=== EXERCISE MATERIAL ===
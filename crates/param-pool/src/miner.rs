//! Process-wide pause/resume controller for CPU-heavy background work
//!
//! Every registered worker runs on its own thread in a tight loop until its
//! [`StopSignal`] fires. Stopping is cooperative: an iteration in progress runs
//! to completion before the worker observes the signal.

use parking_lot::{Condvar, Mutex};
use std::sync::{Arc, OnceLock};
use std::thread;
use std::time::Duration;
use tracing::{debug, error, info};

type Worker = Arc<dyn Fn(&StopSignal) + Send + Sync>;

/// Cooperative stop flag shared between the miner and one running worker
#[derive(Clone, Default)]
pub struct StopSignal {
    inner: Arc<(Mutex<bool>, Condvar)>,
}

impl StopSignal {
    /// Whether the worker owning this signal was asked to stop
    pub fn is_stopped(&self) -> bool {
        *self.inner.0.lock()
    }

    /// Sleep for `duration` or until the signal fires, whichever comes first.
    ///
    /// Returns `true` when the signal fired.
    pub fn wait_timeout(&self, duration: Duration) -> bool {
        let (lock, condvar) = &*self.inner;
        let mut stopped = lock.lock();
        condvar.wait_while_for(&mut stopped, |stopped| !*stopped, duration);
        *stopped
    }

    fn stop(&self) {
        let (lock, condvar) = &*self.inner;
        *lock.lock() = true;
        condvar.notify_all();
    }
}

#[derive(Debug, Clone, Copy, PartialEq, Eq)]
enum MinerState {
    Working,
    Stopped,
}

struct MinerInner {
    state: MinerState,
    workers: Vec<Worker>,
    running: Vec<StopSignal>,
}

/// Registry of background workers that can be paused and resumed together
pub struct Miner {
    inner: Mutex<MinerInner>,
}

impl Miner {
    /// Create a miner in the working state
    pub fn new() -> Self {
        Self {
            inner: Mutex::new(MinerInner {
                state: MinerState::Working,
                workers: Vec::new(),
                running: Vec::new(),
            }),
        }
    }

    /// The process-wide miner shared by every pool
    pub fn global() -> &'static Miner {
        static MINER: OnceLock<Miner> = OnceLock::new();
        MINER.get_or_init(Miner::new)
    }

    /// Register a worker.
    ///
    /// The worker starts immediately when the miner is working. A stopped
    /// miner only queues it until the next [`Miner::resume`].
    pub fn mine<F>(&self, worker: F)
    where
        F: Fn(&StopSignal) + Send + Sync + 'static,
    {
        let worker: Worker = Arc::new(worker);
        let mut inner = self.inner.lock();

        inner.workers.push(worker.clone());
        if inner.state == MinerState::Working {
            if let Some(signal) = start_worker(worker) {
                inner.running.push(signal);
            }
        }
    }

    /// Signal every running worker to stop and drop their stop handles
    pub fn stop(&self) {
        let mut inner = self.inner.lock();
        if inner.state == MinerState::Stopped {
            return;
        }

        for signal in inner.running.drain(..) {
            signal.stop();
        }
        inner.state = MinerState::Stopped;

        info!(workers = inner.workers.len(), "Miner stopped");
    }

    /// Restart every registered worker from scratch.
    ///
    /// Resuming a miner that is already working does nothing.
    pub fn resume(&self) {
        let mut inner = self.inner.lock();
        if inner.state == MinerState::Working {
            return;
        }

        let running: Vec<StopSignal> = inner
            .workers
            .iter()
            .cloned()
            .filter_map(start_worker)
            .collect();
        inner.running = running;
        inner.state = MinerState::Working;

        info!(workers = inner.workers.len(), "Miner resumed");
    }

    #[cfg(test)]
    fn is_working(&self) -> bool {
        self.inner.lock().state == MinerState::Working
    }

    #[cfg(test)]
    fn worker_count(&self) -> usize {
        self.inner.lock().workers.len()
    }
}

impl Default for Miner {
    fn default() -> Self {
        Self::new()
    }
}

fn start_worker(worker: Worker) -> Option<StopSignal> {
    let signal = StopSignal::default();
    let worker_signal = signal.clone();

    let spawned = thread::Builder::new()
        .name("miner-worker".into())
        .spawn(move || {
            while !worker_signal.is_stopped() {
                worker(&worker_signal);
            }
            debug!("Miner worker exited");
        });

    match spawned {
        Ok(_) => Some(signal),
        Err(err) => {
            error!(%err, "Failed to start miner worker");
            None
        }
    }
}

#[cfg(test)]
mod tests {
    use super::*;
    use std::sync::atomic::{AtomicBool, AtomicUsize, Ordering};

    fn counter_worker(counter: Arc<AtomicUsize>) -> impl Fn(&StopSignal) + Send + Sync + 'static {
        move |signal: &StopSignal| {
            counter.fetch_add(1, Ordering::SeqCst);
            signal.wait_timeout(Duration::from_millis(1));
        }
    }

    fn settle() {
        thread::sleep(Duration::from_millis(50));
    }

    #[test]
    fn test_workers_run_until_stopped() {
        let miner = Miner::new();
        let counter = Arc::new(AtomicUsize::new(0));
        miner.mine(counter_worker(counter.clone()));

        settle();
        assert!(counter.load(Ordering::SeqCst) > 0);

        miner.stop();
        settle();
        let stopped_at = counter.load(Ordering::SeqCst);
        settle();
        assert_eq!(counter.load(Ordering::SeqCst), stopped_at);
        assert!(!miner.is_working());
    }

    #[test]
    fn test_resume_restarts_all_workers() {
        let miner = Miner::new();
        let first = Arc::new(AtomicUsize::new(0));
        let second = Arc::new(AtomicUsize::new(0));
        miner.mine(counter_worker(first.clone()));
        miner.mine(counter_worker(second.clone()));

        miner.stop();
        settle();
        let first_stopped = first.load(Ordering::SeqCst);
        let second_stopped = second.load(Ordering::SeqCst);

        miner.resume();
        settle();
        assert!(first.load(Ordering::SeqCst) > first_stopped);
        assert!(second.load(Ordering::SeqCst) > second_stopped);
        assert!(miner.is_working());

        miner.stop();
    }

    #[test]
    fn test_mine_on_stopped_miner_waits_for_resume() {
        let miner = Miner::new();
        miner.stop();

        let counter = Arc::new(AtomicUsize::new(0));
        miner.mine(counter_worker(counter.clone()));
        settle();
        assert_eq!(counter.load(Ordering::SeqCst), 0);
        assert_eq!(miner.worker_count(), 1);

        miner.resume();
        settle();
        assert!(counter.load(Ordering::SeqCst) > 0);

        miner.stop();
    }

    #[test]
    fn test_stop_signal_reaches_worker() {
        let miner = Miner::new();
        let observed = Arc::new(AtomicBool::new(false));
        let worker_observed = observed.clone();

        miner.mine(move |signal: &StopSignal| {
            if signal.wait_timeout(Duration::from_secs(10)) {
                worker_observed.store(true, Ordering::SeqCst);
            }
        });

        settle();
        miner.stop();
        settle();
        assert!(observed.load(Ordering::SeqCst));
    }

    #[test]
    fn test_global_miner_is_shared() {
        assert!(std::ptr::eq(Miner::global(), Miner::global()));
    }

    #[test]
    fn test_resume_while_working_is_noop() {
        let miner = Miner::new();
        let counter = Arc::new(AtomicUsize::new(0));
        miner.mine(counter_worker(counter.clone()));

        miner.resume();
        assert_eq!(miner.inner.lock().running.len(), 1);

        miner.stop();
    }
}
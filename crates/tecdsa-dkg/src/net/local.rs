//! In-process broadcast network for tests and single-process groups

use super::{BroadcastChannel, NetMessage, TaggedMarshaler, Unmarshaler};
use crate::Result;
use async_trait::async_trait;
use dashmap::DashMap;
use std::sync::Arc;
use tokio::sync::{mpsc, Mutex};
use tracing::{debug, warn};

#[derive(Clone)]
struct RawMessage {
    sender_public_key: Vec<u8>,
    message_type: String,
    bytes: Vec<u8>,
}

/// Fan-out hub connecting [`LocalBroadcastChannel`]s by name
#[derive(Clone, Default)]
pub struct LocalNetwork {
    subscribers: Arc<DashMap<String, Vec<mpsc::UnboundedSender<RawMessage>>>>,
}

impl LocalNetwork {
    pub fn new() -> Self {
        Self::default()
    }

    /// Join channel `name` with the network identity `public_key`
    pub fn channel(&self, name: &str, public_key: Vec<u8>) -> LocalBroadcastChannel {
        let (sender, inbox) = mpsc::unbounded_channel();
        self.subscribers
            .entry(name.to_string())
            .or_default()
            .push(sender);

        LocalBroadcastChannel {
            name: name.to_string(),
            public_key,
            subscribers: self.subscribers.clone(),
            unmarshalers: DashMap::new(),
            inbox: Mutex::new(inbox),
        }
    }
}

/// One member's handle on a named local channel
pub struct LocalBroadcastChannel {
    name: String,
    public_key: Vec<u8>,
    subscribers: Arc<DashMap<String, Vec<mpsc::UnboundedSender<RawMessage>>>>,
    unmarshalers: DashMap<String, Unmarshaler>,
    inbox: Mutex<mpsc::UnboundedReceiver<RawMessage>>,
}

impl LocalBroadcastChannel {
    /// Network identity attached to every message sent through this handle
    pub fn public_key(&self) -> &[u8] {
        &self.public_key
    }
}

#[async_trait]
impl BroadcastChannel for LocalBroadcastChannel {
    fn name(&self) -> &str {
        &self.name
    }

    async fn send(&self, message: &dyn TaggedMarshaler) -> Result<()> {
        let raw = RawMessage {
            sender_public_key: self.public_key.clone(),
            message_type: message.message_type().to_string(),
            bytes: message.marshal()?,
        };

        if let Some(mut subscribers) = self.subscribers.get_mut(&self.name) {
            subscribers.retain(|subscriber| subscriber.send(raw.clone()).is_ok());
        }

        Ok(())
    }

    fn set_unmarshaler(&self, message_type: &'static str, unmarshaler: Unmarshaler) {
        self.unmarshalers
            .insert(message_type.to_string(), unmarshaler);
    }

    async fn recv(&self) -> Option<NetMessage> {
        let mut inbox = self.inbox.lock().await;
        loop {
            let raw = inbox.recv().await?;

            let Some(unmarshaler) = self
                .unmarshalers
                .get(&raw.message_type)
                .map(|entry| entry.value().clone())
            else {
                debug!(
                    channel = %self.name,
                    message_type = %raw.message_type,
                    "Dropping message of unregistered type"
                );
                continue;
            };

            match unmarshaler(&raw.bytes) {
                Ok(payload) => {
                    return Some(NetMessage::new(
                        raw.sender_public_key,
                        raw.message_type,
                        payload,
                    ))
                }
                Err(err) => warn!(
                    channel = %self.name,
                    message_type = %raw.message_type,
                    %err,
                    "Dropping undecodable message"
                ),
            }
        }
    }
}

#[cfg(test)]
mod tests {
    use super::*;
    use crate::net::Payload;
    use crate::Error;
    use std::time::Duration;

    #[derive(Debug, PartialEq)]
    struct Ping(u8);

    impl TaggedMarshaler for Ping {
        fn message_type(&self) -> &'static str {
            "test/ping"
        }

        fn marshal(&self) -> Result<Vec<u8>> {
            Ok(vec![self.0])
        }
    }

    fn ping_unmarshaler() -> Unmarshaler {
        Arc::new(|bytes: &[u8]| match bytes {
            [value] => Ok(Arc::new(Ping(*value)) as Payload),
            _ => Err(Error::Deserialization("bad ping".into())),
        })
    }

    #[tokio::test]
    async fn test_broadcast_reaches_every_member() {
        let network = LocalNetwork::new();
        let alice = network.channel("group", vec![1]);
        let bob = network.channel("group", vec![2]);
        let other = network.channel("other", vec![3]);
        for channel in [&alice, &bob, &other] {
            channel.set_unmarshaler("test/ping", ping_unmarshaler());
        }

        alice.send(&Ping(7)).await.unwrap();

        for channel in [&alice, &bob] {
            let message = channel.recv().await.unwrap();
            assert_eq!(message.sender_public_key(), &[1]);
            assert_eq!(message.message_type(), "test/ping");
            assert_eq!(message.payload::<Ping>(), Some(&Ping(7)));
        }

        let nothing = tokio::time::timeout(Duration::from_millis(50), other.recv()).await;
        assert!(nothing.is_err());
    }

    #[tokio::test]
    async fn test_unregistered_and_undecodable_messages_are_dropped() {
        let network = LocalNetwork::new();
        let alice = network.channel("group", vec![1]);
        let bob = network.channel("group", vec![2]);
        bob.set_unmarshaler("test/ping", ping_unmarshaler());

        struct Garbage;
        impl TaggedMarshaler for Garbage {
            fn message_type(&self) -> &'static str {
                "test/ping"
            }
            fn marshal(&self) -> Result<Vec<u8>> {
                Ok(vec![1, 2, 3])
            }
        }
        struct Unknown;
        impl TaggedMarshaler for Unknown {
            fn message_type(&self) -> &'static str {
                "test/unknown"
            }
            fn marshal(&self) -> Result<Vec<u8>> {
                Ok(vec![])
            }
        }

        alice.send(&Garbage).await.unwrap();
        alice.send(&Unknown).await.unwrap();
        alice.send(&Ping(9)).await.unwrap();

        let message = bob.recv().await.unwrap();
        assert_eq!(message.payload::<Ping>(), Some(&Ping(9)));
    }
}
===
All lines of the records above with the word "OnceLock" in them are to be copied.

RESPONSE TO THE EXERCISE:
use std::sync::{Arc, OnceLock};
        static MINER: OnceLock<Miner> = OnceLock::new();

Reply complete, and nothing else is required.